SCCAHS Provides Needed Support During the COVID-19 Pandemic

Researchers in Apopka, FL preparing to test community members.

The Southeastern Coastal Center for Agricultural Health and Safety (SCCAHS) is providing needed support and resources to Florida’s farmworkers and fisheries workers during the COVID-19 pandemic.

Joan Flocks, associate in law at the University of Florida’s Levin College of Law and director of Emerging Issues at SCCAHS, took action to help educate and test Florida farmworkers for COVID-19. This effort was made possible through partnerships with UF’s Emerging Pathogens Institute (EPI) and the Farmworker Association of Florida (FWAF). 

Agricultural workers who work, travel and live in confined conditions are at an increased risk of being exposed to and contracting COVID-19, according to the Centers for Disease Control and Prevention. 

In early May, Flocks and a team of EPI researchers traveled to Apopka, Florida, to test local Haitian, Hispanic and African American community members for COVID-19. Sixty people, including nursery workers and FWAF staff and their families, were tested for the virus. 

Volunteers handing out masks to members of the community.

“I think this effort has heightened our awareness of how vulnerable these worker populations can be during a crisis,” Flocks said. “This will hopefully allow our ag center and other ag centers to be better prepared for something like this in the future.”

Flocks and her team are collaborating with organizations around the state to provide funding for outreach and education efforts. Funding has been used to purchase masks, thermometers and hand sanitizer for farmworkers, while educating them and their families about COVID-19. 

Andy Kane, associate professor in UF’s College of Public Health and Health Professions and SCCAHS deputy director, has also partnered with EPI to educate and test vulnerable populations in Cedar Key, Florida. 

SCCAHS has been engaged with the Cedar Key community for years through research projects, industry support and extension.

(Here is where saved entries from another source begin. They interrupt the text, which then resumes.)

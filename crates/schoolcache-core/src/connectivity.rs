//! Online/offline state of the API client.
//!
//! The state flips to `Online` whenever a request completes successfully and
//! to `Offline` whenever one fails. Front ends subscribe to show or hide an
//! offline banner.

use serde::{Deserialize, Serialize};
use tokio::sync::watch;
use tracing::info;

#[derive(Debug, Clone, Copy, PartialEq, Eq, Serialize, Deserialize)]
pub enum ConnectivityState {
    Online,
    Offline,
}

impl std::fmt::Display for ConnectivityState {
    fn fmt(&self, f: &mut std::fmt::Formatter<'_>) -> std::fmt::Result {
        match self {
            ConnectivityState::Online => write!(f, "online"),
            ConnectivityState::Offline => write!(f, "offline"),
        }
    }
}

#[derive(Debug)]
pub struct Connectivity {
    tx: watch::Sender<ConnectivityState>,
}

impl Connectivity {
    /// Starts `Online` until the first request completes.
    pub fn new() -> Self {
        let (tx, _rx) = watch::channel(ConnectivityState::Online);
        Self { tx }
    }

    pub fn state(&self) -> ConnectivityState {
        *self.tx.borrow()
    }

    pub fn is_online(&self) -> bool {
        self.state() == ConnectivityState::Online
    }

    /// Record the outcome of a request. Subscribers are only woken on an
    /// actual transition. Returns whether the state changed.
    pub fn set(&self, state: ConnectivityState) -> bool {
        let changed = self.tx.send_if_modified(|current| {
            if *current == state {
                false
            } else {
                *current = state;
                true
            }
        });
        if changed {
            info!(%state, "Connectivity changed");
        }
        changed
    }

    pub fn subscribe(&self) -> watch::Receiver<ConnectivityState> {
        self.tx.subscribe()
    }
}

impl Default for Connectivity {
    fn default() -> Self {
        Self::new()
    }
}

#[cfg(test)]
mod tests {
    use super::*;

    #[test]
    fn test_starts_online() {
        let connectivity = Connectivity::new();
        assert!(connectivity.is_online());
    }

    #[test]
    fn test_set_reports_transitions_only() {
        let connectivity = Connectivity::new();
        assert!(!connectivity.set(ConnectivityState::Online));
        assert!(connectivity.set(ConnectivityState::Offline));
        assert!(!connectivity.set(ConnectivityState::Offline));
        assert_eq!(connectivity.state(), ConnectivityState::Offline);
        assert!(connectivity.set(ConnectivityState::Online));
    }

    #[tokio::test]
    async fn test_subscriber_sees_change() {
        let connectivity = Connectivity::new();
        let mut rx = connectivity.subscribe();
        assert_eq!(*rx.borrow_and_update(), ConnectivityState::Online);

        connectivity.set(ConnectivityState::Offline);
        rx.changed().await.unwrap();
        assert_eq!(*rx.borrow_and_update(), ConnectivityState::Offline);

        // No-op set does not mark the channel changed
        connectivity.set(ConnectivityState::Offline);
        assert!(!rx.has_changed().unwrap());
    }
}
//! Core library for schoolcache.
//!
//! A REST client for the school-management backend that keeps GET responses
//! in a durable key-value store and serves them when the backend cannot be
//! reached.
//!
//! - `api`: the cached request client and typed endpoints
//! - `cache`: cache entries, TTL and invalidation
//! - `store`: the durable key-value store
//! - `connectivity`: observable online/offline state
//! - `models`: student, score, attendance and event types

pub mod api;
pub mod cache;
pub mod chat;
pub mod clock;
pub mod config;
pub mod connectivity;
pub mod models;
pub mod prefetch;
pub mod store;
pub mod tasks;

pub use api::{ApiClient, ApiError, Method, RequestConfig};
pub use cache::{CacheEntry, CacheManager};
pub use config::Config;
pub use connectivity::{Connectivity, ConnectivityState};
pub use store::{FileStore, KvStore, MemoryStore, StoreError};
//! Response cache backed by the durable store.
//!
//! This module provides the `CacheManager`, which stores GET response bodies
//! under `cache_<METHOD>_<path>` keys. Entries are valid for 5 minutes and
//! are evicted lazily: an expired entry is removed by the read that finds it.
//!
//! Writes elsewhere in the application that need to keep cached collections
//! in step (adding a student, deleting one) go through
//! `CacheManager::update` and `CacheManager::invalidate` rather than
//! touching storage keys directly.

pub mod manager;

pub use manager::{
    CacheEntry, CacheEntryInfo, CacheError, CacheManager, CacheStats, CACHE_PREFIX, DEFAULT_TTL_MS,
};
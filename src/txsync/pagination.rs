//! Page arithmetic for a sync run.
//!
//! Pages are zero-based. Page `p` covers transactions `[p * page_size, (p + 1) * page_size)`,
//! so the last page may be partial and pages past the end are empty.

/// Number of pages needed to cover `txs` transactions.
pub fn pages_for(txs: u64, page_size: u64) -> u64 {
	if page_size == 0 {
		return 0;
	}
	txs.div_ceil(page_size)
}

/// Number of items expected on page `page` out of `total_txs`, clamped to `[0, page_size]`.
pub fn items_on_page(page: u64, page_size: u64, total_txs: u64) -> u64 {
	let start = page.saturating_mul(page_size);
	let end = start.saturating_add(page_size).min(total_txs);
	end.saturating_sub(start)
}

/// What a sync run owes, computed once before the run opens.
#[derive(Debug, Clone, Copy, PartialEq, Eq)]
pub struct SyncPlan {
	pub page_size: u64,
	/// The address's total transaction count as known at start
	pub total_num_txs: u64,
	pub total_num_pages: u64,
	/// Sum of `txs_synced` across prior runs
	pub total_txs_synced: u64,
	/// Transactions still owed
	pub total_sync_txs: u64,
	/// Pages still owed
	pub total_sync_pages: u64,
}

impl SyncPlan {
	/// Derive the plan from the known total and what prior runs already persisted.
	///
	/// If prior runs report more than the current total (e.g. the total was lowered
	/// by an override), nothing is owed.
	pub fn compute(total_num_txs: u64, total_txs_synced: u64, page_size: u64) -> Self {
		let total_sync_txs = total_num_txs.saturating_sub(total_txs_synced);
		Self {
			page_size,
			total_num_txs,
			total_num_pages: pages_for(total_num_txs, page_size),
			total_txs_synced,
			total_sync_txs,
			total_sync_pages: pages_for(total_sync_txs, page_size),
		}
	}

	pub fn is_up_to_date(&self) -> bool {
		self.total_sync_pages == 0
	}
}

#[cfg(test)]
mod tests {
	use super::*;

	#[test]
	fn test_pages_for_rounds_up() {
		assert_eq!(pages_for(20, 1), 20);
		assert_eq!(pages_for(20, 7), 3);
		assert_eq!(pages_for(21, 7), 3);
		assert_eq!(pages_for(22, 7), 4);
		assert_eq!(pages_for(0, 7), 0);
		assert_eq!(pages_for(5, 0), 0);
	}

	#[test]
	fn test_last_page_is_partial_and_past_end_is_empty() {
		assert_eq!(items_on_page(0, 7, 20), 7);
		assert_eq!(items_on_page(1, 7, 20), 7);
		assert_eq!(items_on_page(2, 7, 20), 6);
		assert_eq!(items_on_page(3, 7, 20), 0);
		assert_eq!(items_on_page(u64::MAX, 7, 20), 0);
	}

	#[test]
	fn test_fresh_plan() {
		let plan = SyncPlan::compute(20, 0, 1);
		assert_eq!(plan.total_num_pages, 20);
		assert_eq!(plan.total_sync_pages, 20);
		assert_eq!(plan.total_sync_txs, 20);
		assert!(!plan.is_up_to_date());
	}

	#[test]
	fn test_partial_resume_plan() {
		let plan = SyncPlan::compute(20, 12, 1);
		assert_eq!(plan.total_num_pages, 20);
		assert_eq!(plan.total_sync_pages, 8);
		assert_eq!(plan.total_sync_txs, 8);
	}

	#[test]
	fn test_oversynced_plan_owes_nothing() {
		let plan = SyncPlan::compute(10, 20, 3);
		assert_eq!(plan.total_sync_txs, 0);
		assert_eq!(plan.total_sync_pages, 0);
		assert!(plan.is_up_to_date());
	}
}
//! Sync orchestrator and integration point for the page pipeline.
//!
//! This module defines the `SyncOrchestrator`, which coordinates one backfill of an address's
//! transaction history. It is responsible for:
//! - Computing how many pages are still owed from the upstream total and the ledger
//! - Opening the sync run record
//! - Dispatching one `PageWorker` per page, paced by the `RateLimiter` and capped by an
//!   in-flight ceiling
//! - Waiting for every worker, then reconciling the persisted count and closing the run
//!
//! Workers complete in any order. That is safe because transactions are keyed by their own
//! id, not by page, and nothing downstream depends on page completion order.

use crate::txsync::fetcher::PageFetcher;
use crate::txsync::ledger::{NewSyncRun, SyncLedger, SyncRunId, SyncedScope};
use crate::txsync::pagination::SyncPlan;
use crate::txsync::progress_tracker::{SyncProgressTracker, SyncStats};
use crate::txsync::rate_limiter::RateLimiter;
use crate::txsync::types::{ConfigError, TxSyncError};
use crate::txsync::worker::{PageOutcome, PageWorker, RetryPolicy};

use std::collections::HashMap;
use std::future::Future;
use std::sync::Arc;
use tokio::sync::Semaphore;
use tokio::task::{Id, JoinError, JoinSet};
use tracing::{debug, error, info, warn};

/// Tunables for a sync
#[derive(Debug, Clone)]
pub struct SyncSettings {
	pub page_size: u64,
	/// Concurrency ceiling: pages fetched or persisted at the same time
	pub max_in_flight: usize,
	pub retry: RetryPolicy,
	/// Replaces the upstream total when set ("limit num results" mode)
	pub limit_num_results: Option<u64>,
	pub synced_scope: SyncedScope,
}

impl Default for SyncSettings {
	fn default() -> Self {
		Self {
			page_size: 50,
			max_in_flight: 16,
			retry: RetryPolicy::default(),
			limit_num_results: None,
			synced_scope: SyncedScope::Address,
		}
	}
}

impl SyncSettings {
	pub fn validate(&self) -> Result<(), ConfigError> {
		if self.page_size == 0 {
			return Err(ConfigError::InvalidSetting(
				"page size must be greater than zero".to_string(),
			));
		}
		if self.max_in_flight == 0 {
			return Err(ConfigError::InvalidSetting(
				"max in flight must be greater than zero".to_string(),
			));
		}
		if self.retry.max_attempts == 0 {
			return Err(ConfigError::InvalidSetting(
				"max attempts must be greater than zero".to_string(),
			));
		}
		Ok(())
	}
}

/// Outcome of `SyncOrchestrator::run`
#[derive(Debug, Clone)]
pub struct SyncReport {
	pub run_id: SyncRunId,
	pub planned_pages: u64,
	pub total_sync_txs: u64,
	/// Rows in the store whose provenance is this run
	pub txs_synced: u64,
	pub failed_pages: Vec<u64>,
	pub stats: SyncStats,
}

impl SyncReport {
	pub fn is_complete(&self) -> bool {
		self.failed_pages.is_empty()
	}
}

/// Main coordinator for one address backfill.
///
/// Built with `prepare`, which computes the plan; `run` then executes it. The rate limiter
/// is owned by the orchestrator, so separate orchestrators never share pacing.
pub struct SyncOrchestrator {
	ledger: Arc<dyn SyncLedger>,
	fetcher: Arc<dyn PageFetcher>,
	rate_limiter: RateLimiter,
	address: String,
	settings: SyncSettings,
	plan: SyncPlan,
}

impl SyncOrchestrator {
	/// Compute what the address still owes and record the address.
	pub async fn prepare(
		ledger: Arc<dyn SyncLedger>,
		fetcher: Arc<dyn PageFetcher>,
		rate_limiter: RateLimiter,
		address: impl Into<String>,
		settings: SyncSettings,
	) -> Result<Self, TxSyncError> {
		settings.validate()?;
		let address = address.into();

		let total_num_txs = match settings.limit_num_results {
			Some(limit) => {
				info!(
					"Limiting sync to {} transactions (upstream total not queried)",
					limit
				);
				limit
			}
			None => fetcher.total_count(&address).await?,
		};

		ledger.upsert_address(&address).await?;
		let total_txs_synced = ledger
			.synced_tx_count(&address, settings.synced_scope)
			.await?;

		let plan = SyncPlan::compute(total_num_txs, total_txs_synced, settings.page_size);

		info!("Total number of address's txs: {}", plan.total_num_txs);
		info!("Total number of txs already synced: {}", plan.total_txs_synced);
		info!("Total number of address's pages: {}", plan.total_num_pages);
		info!("Total number of pages to sync: {}", plan.total_sync_pages);

		Ok(Self {
			ledger,
			fetcher,
			rate_limiter,
			address,
			settings,
			plan,
		})
	}

	pub fn plan(&self) -> &SyncPlan {
		&self.plan
	}

	pub fn address(&self) -> &str {
		&self.address
	}

	/// Run the sync to completion.
	///
	/// Does not return until every dispatched worker has finished. Page failures are recorded
	/// in the ledger and reported in the result; only ledger failures on the run record itself
	/// make this return an error.
	pub async fn run(&self) -> Result<SyncReport, TxSyncError> {
		info!(
			"Syncing txs for address {} using {}",
			self.address,
			self.fetcher.name()
		);

		let run_id = self
			.ledger
			.open_run(NewSyncRun {
				address: &self.address,
				total_sync_txs: self.plan.total_sync_txs,
				total_txs: self.plan.total_num_txs,
			})
			.await?;

		let worker = Arc::new(PageWorker::new(
			self.fetcher.clone(),
			self.ledger.clone(),
			self.address.clone(),
			self.plan.page_size,
			self.plan.total_sync_txs,
			self.settings.retry.clone(),
		));
		let permits = Arc::new(Semaphore::new(self.settings.max_in_flight));
		let mut workers = PageTasks::new();
		let mut tracker = SyncProgressTracker::new(self.plan.total_sync_pages);

		for page in 0..self.plan.total_sync_pages {
			let permit = permits
				.clone()
				.acquire_owned()
				.await
				.map_err(|_| TxSyncError::WorkerPoolClosed)?;
			let admitted_at = self.rate_limiter.admit().await;
			debug!(
				"Dispatching page {} at {:?} ({} workers running)",
				page,
				admitted_at,
				workers.len()
			);

			let worker = worker.clone();
			workers.spawn(page, async move {
				let outcome = worker.process(page, run_id).await;
				drop(permit);
				outcome
			});
			tracker.record_dispatched();

			while let Some(joined) = workers.try_join_next() {
				self.record_joined(joined, run_id, &mut tracker).await;
			}
		}

		while let Some(joined) = workers.join_next().await {
			self.record_joined(joined, run_id, &mut tracker).await;
		}

		let txs_synced = self.ledger.count_run_txs(run_id).await?;
		let stats = tracker.get_stats();
		self.ledger
			.close_run(run_id, txs_synced, stats.failed_pages.len() as u64)
			.await?;

		tracker.log_progress(true);
		info!("Sync run {} completed: {}", run_id, stats.summary());
		if !stats.failed_pages.is_empty() {
			warn!(
				"Sync run {} persisted {} of {} planned transactions",
				run_id, txs_synced, self.plan.total_sync_txs
			);
		}

		Ok(SyncReport {
			run_id,
			planned_pages: self.plan.total_sync_pages,
			total_sync_txs: self.plan.total_sync_txs,
			txs_synced,
			failed_pages: stats.failed_pages.clone(),
			stats,
		})
	}

	async fn record_joined(
		&self,
		joined: Result<PageOutcome, (Option<u64>, JoinError)>,
		run_id: SyncRunId,
		tracker: &mut SyncProgressTracker,
	) {
		match joined {
			Ok(outcome) => tracker.record_outcome(&outcome),
			Err((page, e)) => {
				// The worker never reached its own error recording.
				let Some(page) = page else {
					error!("Unknown page worker failed: {}", e);
					return;
				};
				error!("Worker for page {} did not finish: {}", page, e);
				tracker.record_failed(page);
				if let Err(record_err) = self
					.ledger
					.record_error(run_id, page, &format!("worker aborted: {}", e))
					.await
				{
					error!("Failed to record error for page {}: {}", page, record_err);
				}
			}
		}
		tracker.log_progress(false);
	}
}

/// Running page workers, each mapped back to its page until it is joined
struct PageTasks {
	tasks: JoinSet<PageOutcome>,
	pages: HashMap<Id, u64>,
}

impl PageTasks {
	fn new() -> Self {
		Self {
			tasks: JoinSet::new(),
			pages: HashMap::new(),
		}
	}

	fn spawn<F>(&mut self, page: u64, task: F)
	where
		F: Future<Output = PageOutcome> + Send + 'static,
	{
		let handle = self.tasks.spawn(task);
		self.pages.insert(handle.id(), page);
	}

	/// Workers spawned and not yet joined
	fn len(&self) -> usize {
		self.pages.len()
	}

	fn try_join_next(&mut self) -> Option<Result<PageOutcome, (Option<u64>, JoinError)>> {
		let joined = self.tasks.try_join_next_with_id()?;
		Some(self.settle(joined))
	}

	async fn join_next(&mut self) -> Option<Result<PageOutcome, (Option<u64>, JoinError)>> {
		let joined = self.tasks.join_next_with_id().await?;
		Some(self.settle(joined))
	}

	/// Drop the joined task's entry; a failed join keeps its page for attribution.
	fn settle(
		&mut self,
		joined: Result<(Id, PageOutcome), JoinError>,
	) -> Result<PageOutcome, (Option<u64>, JoinError)> {
		match joined {
			Ok((id, outcome)) => {
				self.pages.remove(&id);
				Ok(outcome)
			}
			Err(e) => Err((self.pages.remove(&e.id()), e)),
		}
	}
}
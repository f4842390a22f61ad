//! Page worker: fetch one page and persist it atomically.
//!
//! A page is retried with exponential backoff up to `RetryPolicy::max_attempts` times.
//! When the last attempt fails the worker records a `sync_errors` row and reports the
//! page as failed; it never aborts sibling pages.

use crate::txsync::fetcher::{PageFetcher, PageRequest};
use crate::txsync::ledger::{PendingTx, SyncLedger, SyncRunId};
use crate::txsync::types::PersistError;
use crate::upstream::{FetchError, ListedTransaction};

use backoff::{ExponentialBackoff, ExponentialBackoffBuilder, future::retry_notify};
use std::sync::Arc;
use std::sync::atomic::{AtomicU32, Ordering};
use std::time::Duration;
use tracing::{debug, error, warn};

/// How a failing page is retried
#[derive(Debug, Clone)]
pub struct RetryPolicy {
	/// Total attempts per page, including the first
	pub max_attempts: u32,
	pub initial_interval: Duration,
	pub max_interval: Duration,
	pub multiplier: f64,
}

impl Default for RetryPolicy {
	fn default() -> Self {
		Self {
			max_attempts: 3,
			initial_interval: Duration::from_millis(500),
			max_interval: Duration::from_secs(10),
			multiplier: 2.0,
		}
	}
}

impl RetryPolicy {
	fn backoff(&self) -> ExponentialBackoff {
		ExponentialBackoffBuilder::new()
			.with_initial_interval(self.initial_interval)
			.with_max_interval(self.max_interval)
			.with_multiplier(self.multiplier)
			// Attempts are bounded by count, not by elapsed time.
			.with_max_elapsed_time(None)
			.build()
	}
}

/// A page failure, naming the page and the phase that failed
#[derive(Debug, thiserror::Error)]
pub enum PageError {
	#[error("page {page}: fetch failed: {source}")]
	Fetch {
		page: u64,
		#[source]
		source: FetchError,
	},

	#[error("page {page}: persist failed: {source}")]
	Persist {
		page: u64,
		#[source]
		source: PersistError,
	},
}

impl PageError {
	pub fn page(&self) -> u64 {
		match self {
			PageError::Fetch { page, .. } | PageError::Persist { page, .. } => *page,
		}
	}
}

/// Final result of processing one page
#[derive(Debug)]
pub enum PageOutcome {
	Persisted {
		page: u64,
		fetched: u64,
		inserted: u64,
		attempts: u32,
	},
	Failed {
		page: u64,
		attempts: u32,
		error: PageError,
	},
}

/// Fetches and persists pages for one sync run
pub struct PageWorker {
	fetcher: Arc<dyn PageFetcher>,
	ledger: Arc<dyn SyncLedger>,
	address: String,
	page_size: u64,
	/// Transactions the run owes; bounds synthetic page sizes
	window_txs: u64,
	retry: RetryPolicy,
}

impl PageWorker {
	pub fn new(
		fetcher: Arc<dyn PageFetcher>,
		ledger: Arc<dyn SyncLedger>,
		address: impl Into<String>,
		page_size: u64,
		window_txs: u64,
		retry: RetryPolicy,
	) -> Self {
		Self {
			fetcher,
			ledger,
			address: address.into(),
			page_size,
			window_txs,
			retry,
		}
	}

	/// Process a page, retrying as configured; a permanent failure is written to
	/// `sync_errors` before returning.
	pub async fn process(&self, page: u64, sync_id: SyncRunId) -> PageOutcome {
		let attempts = AtomicU32::new(0);
		let attempts_ref = &attempts;
		let max_attempts = self.retry.max_attempts.max(1);

		let result = retry_notify(
			self.retry.backoff(),
			move || async move {
				let attempt = attempts_ref.fetch_add(1, Ordering::SeqCst) + 1;
				self.attempt(page, sync_id).await.map_err(|e| {
					if attempt >= max_attempts {
						backoff::Error::permanent(e)
					} else {
						backoff::Error::transient(e)
					}
				})
			},
			|e: PageError, wait: Duration| {
				warn!("{}; retrying in {:?}", e, wait);
			},
		)
		.await;

		let attempts = attempts.load(Ordering::SeqCst);
		match result {
			Ok((fetched, inserted)) => PageOutcome::Persisted {
				page,
				fetched,
				inserted,
				attempts,
			},
			Err(error) => {
				let failed_page = error.page();
				error!(
					"Giving up on page {} after {} attempts: {}",
					failed_page, attempts, error
				);
				if let Err(e) = self
					.ledger
					.record_error(sync_id, failed_page, &error.to_string())
					.await
				{
					error!("Failed to record error for page {}: {}", failed_page, e);
				}
				PageOutcome::Failed {
					page,
					attempts,
					error,
				}
			}
		}
	}

	/// One fetch-and-persist attempt; returns (fetched, inserted).
	async fn attempt(&self, page: u64, sync_id: SyncRunId) -> Result<(u64, u64), PageError> {
		let items = self
			.fetcher
			.fetch(PageRequest {
				address: &self.address,
				page,
				page_size: self.page_size,
				window_txs: self.window_txs,
			})
			.await
			.map_err(|source| PageError::Fetch { page, source })?;

		let pending = to_pending(items);
		let fetched = pending.len() as u64;

		let inserted = self
			.ledger
			.persist_page(sync_id, &self.address, page, &pending)
			.await
			.map_err(|source| PageError::Persist { page, source })?;

		debug!("Page {}: {} fetched, {} new", page, fetched, inserted);
		Ok((fetched, inserted))
	}
}

/// Each item's payload is stored exactly as listed.
fn to_pending(items: Vec<ListedTransaction>) -> Vec<PendingTx> {
	items
		.into_iter()
		.map(|item| PendingTx {
			tx_id: item.transaction_id().to_string(),
			raw: item.into_payload(),
		})
		.collect()
}
//!
//! HTTP client for the paginated address transaction listing.
//!
//! Issues `GET {base}/addresses/{address}/transactions?context=..&limit=..&offset=..`
//! with the API key header and decodes the response envelope.

use super::types::*;
use reqwest::Client;
use std::time::Duration;
use tracing::debug;

/// Client for the transaction-history API
#[derive(Clone)]
pub struct CryptoApisClient {
	/// The underlying HTTP client.
	http_client: Client,
	/// Base URL, e.g. `https://rest.cryptoapis.io/blockchain-data/bitcoin/mainnet`.
	base_url: String,
	/// Value sent in the `X-API-Key` header.
	api_key: String,
	/// Opaque `context` query value echoed back by the upstream.
	context: String,
}

impl CryptoApisClient {
	/// Create a new client.
	///
	/// # Arguments
	/// * `base_url` - The blockchain-data base URL (no trailing slash required).
	/// * `api_key` - The API key sent with every request.
	/// * `context` - Opaque context string.
	/// * `timeout` - Per-request deadline; bounds how long a stalled page can hold a worker.
	pub fn new(
		base_url: impl Into<String>,
		api_key: impl Into<String>,
		context: impl Into<String>,
		timeout: Duration,
	) -> Result<Self, FetchError> {
		let http_client = Client::builder().timeout(timeout).build()?;

		Ok(Self {
			http_client,
			base_url: base_url.into().trim_end_matches('/').to_string(),
			api_key: api_key.into(),
			context: context.into(),
		})
	}

	fn transactions_url(&self, address: &str) -> String {
		format!("{}/addresses/{}/transactions", self.base_url, address)
	}

	/// Fetch one page of an address's transactions.
	///
	/// # Returns
	/// The decoded envelope, or a `FetchError` on transport failure, non-2xx status,
	/// or an undecodable body.
	pub async fn list_transactions(
		&self,
		address: &str,
		limit: u64,
		offset: u64,
	) -> Result<ApiResponse, FetchError> {
		let url = self.transactions_url(address);
		debug!("GET {} limit={} offset={}", url, limit, offset);

		let response = self
			.http_client
			.get(&url)
			.header("Content-Type", "application/json")
			.header("X-API-Key", &self.api_key)
			.query(&[
				("context", self.context.clone()),
				("limit", limit.to_string()),
				("offset", offset.to_string()),
			])
			.send()
			.await?;

		let status = response.status();
		let body = response.text().await?;

		if !status.is_success() {
			return Err(FetchError::Status {
				status: status.as_u16(),
				body,
			});
		}

		let envelope: ApiResponse = serde_json::from_str(&body)?;
		Ok(envelope)
	}

	/// Ask the upstream for the address's total transaction count.
	///
	/// Uses a one-item page; only `data.total` is read.
	pub async fn total_transactions(&self, address: &str) -> Result<u64, FetchError> {
		let envelope = self.list_transactions(address, 1, 0).await?;
		Ok(envelope.data.total)
	}
}
//! Incremental, resumable backfill of a blockchain address's transaction history.

pub mod config;
pub mod txsync;
pub mod upstream;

This recent testing effort involved more than 80 volunteers and provided an opportunity for 504 Cedar Key residents to be tested for COVID-19.

Team of researchers preparing to conduct COVID-19 tests in Cedar Key, FL.

“This was an opportunity where the center was able to provide extension to a community based on a unique emerging issue,” Kane said. “As a center, we had the capacity to respond to the community’s concerns.”

The Southeastern Coastal Center for Agricultural Health and Safety (SCCAHS) is part of a Centers for Disease Control and Prevention (CDC) / National Institute for Occupational Safety and Health (NIOSH) Agricultural Health and Safety Initiative. SCCAHS explores and addresses the occupational safety and health needs of people working in agriculture, fishing and forestry in Alabama, Florida, Georgia, Mississippi, North Carolina, South Carolina, the U.S. Virgin Islands and Puerto Rico.